[Collected data]
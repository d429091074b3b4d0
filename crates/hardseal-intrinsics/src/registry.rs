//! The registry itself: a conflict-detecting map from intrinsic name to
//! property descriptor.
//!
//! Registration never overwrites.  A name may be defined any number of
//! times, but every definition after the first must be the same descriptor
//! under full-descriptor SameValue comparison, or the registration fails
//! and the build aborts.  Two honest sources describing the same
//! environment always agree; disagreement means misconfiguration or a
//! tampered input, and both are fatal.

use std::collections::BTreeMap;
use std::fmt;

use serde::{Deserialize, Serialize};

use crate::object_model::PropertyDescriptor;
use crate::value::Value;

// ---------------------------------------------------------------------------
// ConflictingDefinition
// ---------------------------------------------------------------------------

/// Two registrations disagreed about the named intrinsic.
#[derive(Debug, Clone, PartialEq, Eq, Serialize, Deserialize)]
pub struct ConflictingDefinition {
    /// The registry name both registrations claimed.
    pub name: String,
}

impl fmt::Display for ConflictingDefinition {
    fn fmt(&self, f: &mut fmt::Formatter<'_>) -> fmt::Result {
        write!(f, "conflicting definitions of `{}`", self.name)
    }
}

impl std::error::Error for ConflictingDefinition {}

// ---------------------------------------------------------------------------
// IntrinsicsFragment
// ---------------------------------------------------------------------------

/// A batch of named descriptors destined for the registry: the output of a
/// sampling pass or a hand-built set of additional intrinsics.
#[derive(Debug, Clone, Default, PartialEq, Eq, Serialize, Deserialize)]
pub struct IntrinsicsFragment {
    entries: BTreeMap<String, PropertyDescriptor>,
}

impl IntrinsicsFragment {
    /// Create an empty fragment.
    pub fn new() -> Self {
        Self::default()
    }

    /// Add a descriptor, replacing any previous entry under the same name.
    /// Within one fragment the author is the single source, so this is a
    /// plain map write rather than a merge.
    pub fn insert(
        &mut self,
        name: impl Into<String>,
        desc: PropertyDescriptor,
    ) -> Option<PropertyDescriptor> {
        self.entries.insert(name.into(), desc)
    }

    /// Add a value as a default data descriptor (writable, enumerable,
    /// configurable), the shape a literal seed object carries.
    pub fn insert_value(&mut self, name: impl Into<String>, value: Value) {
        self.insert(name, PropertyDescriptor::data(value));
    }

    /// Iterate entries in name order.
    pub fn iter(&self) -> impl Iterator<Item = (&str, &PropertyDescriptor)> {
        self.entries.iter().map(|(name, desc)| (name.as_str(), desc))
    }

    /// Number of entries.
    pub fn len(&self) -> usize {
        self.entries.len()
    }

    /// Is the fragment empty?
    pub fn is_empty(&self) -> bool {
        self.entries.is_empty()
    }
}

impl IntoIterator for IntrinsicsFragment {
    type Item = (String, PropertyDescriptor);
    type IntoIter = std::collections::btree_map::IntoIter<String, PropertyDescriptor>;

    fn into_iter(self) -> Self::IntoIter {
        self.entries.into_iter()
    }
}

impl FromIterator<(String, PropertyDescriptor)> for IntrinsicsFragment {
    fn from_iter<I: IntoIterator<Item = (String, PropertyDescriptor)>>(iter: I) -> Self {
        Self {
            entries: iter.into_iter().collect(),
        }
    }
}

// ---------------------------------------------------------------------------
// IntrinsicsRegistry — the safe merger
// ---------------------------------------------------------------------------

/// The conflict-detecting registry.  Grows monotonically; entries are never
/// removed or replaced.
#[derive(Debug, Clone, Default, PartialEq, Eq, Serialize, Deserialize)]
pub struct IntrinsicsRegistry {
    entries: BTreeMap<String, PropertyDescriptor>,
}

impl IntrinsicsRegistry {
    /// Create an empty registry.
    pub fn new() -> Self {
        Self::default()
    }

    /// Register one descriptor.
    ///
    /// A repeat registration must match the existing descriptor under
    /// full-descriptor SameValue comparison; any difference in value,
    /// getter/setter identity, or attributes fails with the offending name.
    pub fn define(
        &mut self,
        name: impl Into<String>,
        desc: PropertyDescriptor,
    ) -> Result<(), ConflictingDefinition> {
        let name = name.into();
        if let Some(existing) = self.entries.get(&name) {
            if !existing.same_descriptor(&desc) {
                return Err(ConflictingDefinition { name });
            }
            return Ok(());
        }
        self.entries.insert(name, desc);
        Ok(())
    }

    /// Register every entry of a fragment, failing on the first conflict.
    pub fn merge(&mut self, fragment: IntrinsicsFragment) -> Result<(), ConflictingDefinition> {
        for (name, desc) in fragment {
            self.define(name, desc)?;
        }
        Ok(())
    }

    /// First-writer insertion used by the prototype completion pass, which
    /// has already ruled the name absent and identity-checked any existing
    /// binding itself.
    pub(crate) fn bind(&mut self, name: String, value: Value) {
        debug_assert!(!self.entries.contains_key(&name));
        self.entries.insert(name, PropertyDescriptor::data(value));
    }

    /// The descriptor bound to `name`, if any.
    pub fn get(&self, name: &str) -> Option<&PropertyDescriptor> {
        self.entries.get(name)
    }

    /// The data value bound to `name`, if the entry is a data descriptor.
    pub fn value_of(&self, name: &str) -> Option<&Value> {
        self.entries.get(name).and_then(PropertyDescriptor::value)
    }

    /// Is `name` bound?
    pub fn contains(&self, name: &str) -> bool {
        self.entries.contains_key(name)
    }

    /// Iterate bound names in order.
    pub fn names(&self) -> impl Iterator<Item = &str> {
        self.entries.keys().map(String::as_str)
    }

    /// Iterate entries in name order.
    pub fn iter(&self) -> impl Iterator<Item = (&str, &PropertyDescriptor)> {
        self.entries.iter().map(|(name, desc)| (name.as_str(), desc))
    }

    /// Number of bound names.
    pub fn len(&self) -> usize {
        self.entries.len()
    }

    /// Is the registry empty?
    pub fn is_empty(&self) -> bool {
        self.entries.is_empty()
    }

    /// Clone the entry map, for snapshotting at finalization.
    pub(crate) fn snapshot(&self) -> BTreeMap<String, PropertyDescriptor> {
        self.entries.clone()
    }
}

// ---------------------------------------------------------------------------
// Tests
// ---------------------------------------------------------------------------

Required action: Only one stretch of the data above is needed. Restate it word for word, from the line containing "pub fn merge(&mut" through the line containing "a data descriptor.", both ends included.

Output:
    pub fn merge(&mut self, fragment: IntrinsicsFragment) -> Result<(), ConflictingDefinition> {
        for (name, desc) in fragment {
            self.define(name, desc)?;
        }
        Ok(())
    }

    /// First-writer insertion used by the prototype completion pass, which
    /// has already ruled the name absent and identity-checked any existing
    /// binding itself.
    pub(crate) fn bind(&mut self, name: String, value: Value) {
        debug_assert!(!self.entries.contains_key(&name));
        self.entries.insert(name, PropertyDescriptor::data(value));
    }

    /// The descriptor bound to `name`, if any.
    pub fn get(&self, name: &str) -> Option<&PropertyDescriptor> {
        self.entries.get(name)
    }

    /// The data value bound to `name`, if the entry is a data descriptor.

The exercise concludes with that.